__DATA FOR PROCESSING__:
//! Translation model plumbing.
//!
//! - `registry`: language pair to model resolution and the per-pair handle cache
//! - `codes`: model family detection and language code adaptation
//! - `inference`: translator handles and the HTTP inference backend

mod codes;
mod inference;
mod registry;

#[cfg(test)]
pub(crate) mod testing;

pub use codes::{to_model_code, ModelFamily};
pub use inference::{
    HttpModelLoader, HttpTranslator, ModelCodes, ModelError, ModelLoader, TranslationCandidate,
    Translator,
};
pub use registry::{resolve, FilipinoModel, ModelRegistry, FILIPINO_MODEL_ENV};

__BRIEF__:
Set down every record above, word for word.

__SOLUTION FOR THIS TASK__:
//! Translation model plumbing.
//!
//! - `registry`: language pair to model resolution and the per-pair handle cache
//! - `codes`: model family detection and language code adaptation
//! - `inference`: translator handles and the HTTP inference backend

mod codes;
mod inference;
mod registry;

#[cfg(test)]
pub(crate) mod testing;

pub use codes::{to_model_code, ModelFamily};
pub use inference::{
    HttpModelLoader, HttpTranslator, ModelCodes, ModelError, ModelLoader, TranslationCandidate,
    Translator,
};
pub use registry::{resolve, FilipinoModel, ModelRegistry, FILIPINO_MODEL_ENV};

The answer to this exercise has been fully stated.